[WORK INSTRUCTIONS]:
Among the entries below, find every line that has "exit" and pull it out.

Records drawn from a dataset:

════════

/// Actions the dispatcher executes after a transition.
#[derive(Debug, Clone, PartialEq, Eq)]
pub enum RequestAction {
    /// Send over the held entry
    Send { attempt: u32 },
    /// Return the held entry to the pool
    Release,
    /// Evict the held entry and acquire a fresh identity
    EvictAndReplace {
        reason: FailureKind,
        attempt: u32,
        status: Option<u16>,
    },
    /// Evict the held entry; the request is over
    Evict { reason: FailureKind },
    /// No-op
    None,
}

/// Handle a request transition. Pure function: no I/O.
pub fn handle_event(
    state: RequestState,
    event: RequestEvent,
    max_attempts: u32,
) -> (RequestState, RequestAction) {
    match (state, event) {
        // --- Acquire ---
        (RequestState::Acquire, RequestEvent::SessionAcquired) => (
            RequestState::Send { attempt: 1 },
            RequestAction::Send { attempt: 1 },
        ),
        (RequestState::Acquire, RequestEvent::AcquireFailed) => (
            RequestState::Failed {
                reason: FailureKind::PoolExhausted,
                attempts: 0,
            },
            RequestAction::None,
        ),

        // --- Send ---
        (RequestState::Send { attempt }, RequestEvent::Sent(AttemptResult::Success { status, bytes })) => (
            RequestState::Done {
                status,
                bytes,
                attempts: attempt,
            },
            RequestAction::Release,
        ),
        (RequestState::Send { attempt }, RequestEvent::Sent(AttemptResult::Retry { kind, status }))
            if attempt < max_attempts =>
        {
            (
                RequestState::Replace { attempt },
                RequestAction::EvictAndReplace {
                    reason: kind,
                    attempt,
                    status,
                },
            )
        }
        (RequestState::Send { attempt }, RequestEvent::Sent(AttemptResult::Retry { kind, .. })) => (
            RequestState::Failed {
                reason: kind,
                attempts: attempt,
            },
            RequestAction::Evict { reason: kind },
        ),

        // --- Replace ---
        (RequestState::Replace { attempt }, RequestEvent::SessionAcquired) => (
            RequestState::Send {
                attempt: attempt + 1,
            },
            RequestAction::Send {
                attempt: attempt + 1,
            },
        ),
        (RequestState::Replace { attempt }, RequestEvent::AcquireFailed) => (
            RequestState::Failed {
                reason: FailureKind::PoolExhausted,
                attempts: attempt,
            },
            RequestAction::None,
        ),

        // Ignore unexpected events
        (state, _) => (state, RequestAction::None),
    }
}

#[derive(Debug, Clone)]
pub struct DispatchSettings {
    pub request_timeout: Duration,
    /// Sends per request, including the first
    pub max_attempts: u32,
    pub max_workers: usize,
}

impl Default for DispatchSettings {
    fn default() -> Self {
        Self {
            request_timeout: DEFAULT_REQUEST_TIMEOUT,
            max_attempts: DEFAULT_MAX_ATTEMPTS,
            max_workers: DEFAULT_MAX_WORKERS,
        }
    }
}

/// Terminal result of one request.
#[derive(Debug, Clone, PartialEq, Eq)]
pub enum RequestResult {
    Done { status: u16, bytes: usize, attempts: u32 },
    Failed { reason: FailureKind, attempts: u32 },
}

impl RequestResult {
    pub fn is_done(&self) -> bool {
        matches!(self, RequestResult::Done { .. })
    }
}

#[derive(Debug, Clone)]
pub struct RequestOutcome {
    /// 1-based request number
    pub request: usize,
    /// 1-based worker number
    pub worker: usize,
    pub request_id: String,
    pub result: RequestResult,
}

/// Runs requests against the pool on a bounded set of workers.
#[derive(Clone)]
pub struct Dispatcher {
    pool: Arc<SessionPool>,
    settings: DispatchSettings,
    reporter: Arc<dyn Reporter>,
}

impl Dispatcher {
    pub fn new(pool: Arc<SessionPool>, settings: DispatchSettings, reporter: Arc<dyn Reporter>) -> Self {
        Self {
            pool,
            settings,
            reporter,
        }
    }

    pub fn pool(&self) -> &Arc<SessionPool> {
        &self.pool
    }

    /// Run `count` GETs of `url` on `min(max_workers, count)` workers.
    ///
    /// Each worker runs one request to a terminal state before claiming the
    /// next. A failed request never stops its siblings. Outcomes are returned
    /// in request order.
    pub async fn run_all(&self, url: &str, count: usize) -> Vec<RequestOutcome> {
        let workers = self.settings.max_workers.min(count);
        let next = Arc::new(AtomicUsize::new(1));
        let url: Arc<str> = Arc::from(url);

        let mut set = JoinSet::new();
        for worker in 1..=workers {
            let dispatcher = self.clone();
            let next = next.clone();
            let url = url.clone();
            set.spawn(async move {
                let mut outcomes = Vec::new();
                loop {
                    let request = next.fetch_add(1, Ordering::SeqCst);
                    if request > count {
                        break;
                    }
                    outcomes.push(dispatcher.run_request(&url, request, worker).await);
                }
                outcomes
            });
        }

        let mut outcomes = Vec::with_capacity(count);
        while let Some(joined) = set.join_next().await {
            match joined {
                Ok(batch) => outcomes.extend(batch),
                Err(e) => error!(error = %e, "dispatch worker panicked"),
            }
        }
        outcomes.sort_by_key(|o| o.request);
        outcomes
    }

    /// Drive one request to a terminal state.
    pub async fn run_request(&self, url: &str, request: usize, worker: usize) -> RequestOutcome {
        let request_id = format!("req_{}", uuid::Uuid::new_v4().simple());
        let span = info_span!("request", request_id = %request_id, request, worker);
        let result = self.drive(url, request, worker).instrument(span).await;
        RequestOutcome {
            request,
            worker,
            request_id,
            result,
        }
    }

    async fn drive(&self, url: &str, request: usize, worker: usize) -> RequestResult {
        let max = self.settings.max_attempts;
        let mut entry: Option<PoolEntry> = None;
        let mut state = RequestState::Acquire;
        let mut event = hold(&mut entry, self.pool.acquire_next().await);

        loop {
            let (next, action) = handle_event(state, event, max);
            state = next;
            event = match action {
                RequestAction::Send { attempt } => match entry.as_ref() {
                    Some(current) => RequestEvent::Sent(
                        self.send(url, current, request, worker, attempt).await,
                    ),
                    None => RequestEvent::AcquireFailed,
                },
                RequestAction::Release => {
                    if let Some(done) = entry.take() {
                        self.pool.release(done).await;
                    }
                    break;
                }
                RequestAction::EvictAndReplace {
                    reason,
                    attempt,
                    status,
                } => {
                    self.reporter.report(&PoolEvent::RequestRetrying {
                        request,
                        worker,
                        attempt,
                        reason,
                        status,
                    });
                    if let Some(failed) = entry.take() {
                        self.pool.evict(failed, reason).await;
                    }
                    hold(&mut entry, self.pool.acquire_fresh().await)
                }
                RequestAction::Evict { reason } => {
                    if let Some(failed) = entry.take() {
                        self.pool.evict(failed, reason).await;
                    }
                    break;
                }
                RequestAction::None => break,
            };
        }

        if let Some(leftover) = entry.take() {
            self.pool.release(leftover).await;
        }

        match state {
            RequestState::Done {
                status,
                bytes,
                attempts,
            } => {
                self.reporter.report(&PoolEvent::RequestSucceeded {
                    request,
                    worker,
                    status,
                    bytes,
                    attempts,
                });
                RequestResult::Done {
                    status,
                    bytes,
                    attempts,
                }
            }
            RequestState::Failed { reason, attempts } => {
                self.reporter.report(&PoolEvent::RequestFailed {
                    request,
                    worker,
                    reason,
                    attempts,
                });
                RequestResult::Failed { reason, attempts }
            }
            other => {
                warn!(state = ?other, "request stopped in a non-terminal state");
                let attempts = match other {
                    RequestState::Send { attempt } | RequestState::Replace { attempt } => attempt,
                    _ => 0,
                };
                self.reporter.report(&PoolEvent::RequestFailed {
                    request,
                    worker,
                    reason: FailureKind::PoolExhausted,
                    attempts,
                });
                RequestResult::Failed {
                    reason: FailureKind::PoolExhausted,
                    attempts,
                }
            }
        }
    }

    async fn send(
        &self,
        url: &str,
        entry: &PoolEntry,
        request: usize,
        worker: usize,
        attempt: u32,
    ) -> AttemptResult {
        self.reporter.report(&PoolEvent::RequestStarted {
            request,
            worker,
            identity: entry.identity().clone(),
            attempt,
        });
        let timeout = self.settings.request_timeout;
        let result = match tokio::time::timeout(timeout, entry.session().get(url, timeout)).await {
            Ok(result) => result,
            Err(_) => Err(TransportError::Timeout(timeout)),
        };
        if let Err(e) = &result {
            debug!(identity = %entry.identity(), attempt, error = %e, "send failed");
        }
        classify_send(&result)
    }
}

════════

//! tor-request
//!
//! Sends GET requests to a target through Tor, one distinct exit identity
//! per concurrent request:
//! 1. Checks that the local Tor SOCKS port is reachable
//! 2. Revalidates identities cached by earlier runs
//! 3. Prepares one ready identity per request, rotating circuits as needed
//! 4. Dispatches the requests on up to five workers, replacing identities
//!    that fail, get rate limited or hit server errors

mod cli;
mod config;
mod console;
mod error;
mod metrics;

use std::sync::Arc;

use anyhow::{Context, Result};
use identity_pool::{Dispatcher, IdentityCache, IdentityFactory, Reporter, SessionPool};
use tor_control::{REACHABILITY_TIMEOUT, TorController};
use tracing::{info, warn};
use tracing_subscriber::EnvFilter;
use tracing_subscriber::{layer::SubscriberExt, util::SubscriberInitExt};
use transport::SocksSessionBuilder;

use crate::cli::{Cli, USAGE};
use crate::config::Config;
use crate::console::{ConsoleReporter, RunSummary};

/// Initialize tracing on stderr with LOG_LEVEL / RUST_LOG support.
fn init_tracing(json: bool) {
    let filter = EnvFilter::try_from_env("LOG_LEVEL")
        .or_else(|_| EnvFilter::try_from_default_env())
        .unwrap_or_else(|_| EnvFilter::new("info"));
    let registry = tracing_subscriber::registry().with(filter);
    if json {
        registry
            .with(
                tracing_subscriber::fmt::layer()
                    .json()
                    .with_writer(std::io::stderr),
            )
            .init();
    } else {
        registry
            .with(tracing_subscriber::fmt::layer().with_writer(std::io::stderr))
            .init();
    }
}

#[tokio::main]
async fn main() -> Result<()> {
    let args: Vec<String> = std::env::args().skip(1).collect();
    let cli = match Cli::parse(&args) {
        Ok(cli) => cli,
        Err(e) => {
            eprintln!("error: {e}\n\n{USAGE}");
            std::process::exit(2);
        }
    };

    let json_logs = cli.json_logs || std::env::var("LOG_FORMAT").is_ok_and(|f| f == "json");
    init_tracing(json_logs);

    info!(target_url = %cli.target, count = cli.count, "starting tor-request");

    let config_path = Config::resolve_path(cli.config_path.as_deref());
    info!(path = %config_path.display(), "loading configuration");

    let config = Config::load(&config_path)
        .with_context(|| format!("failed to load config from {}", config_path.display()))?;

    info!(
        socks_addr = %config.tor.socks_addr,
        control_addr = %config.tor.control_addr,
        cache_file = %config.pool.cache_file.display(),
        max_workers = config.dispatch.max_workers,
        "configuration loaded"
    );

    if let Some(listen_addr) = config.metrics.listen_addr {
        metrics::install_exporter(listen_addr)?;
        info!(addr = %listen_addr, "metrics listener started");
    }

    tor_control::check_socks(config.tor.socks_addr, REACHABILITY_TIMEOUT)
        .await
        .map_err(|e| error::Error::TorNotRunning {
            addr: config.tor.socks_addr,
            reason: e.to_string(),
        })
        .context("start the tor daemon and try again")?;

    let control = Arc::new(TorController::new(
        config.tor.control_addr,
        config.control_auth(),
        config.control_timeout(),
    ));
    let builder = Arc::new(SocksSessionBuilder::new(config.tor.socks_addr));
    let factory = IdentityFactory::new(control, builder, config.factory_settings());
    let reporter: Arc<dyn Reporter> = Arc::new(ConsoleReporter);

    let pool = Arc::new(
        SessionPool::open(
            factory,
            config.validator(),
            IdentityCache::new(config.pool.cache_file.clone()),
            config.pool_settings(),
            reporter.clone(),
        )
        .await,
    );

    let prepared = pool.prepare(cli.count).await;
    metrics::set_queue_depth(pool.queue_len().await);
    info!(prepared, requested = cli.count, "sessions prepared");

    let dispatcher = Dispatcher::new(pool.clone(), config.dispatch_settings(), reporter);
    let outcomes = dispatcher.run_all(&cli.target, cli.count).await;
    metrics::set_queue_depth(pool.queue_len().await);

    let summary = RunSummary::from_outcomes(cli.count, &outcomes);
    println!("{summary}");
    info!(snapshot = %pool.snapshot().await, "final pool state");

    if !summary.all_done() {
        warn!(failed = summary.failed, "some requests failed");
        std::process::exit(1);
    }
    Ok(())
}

════════

[RESULT]:
//! Sends GET requests to a target through Tor, one distinct exit identity
            std::process::exit(2);
        std::process::exit(1);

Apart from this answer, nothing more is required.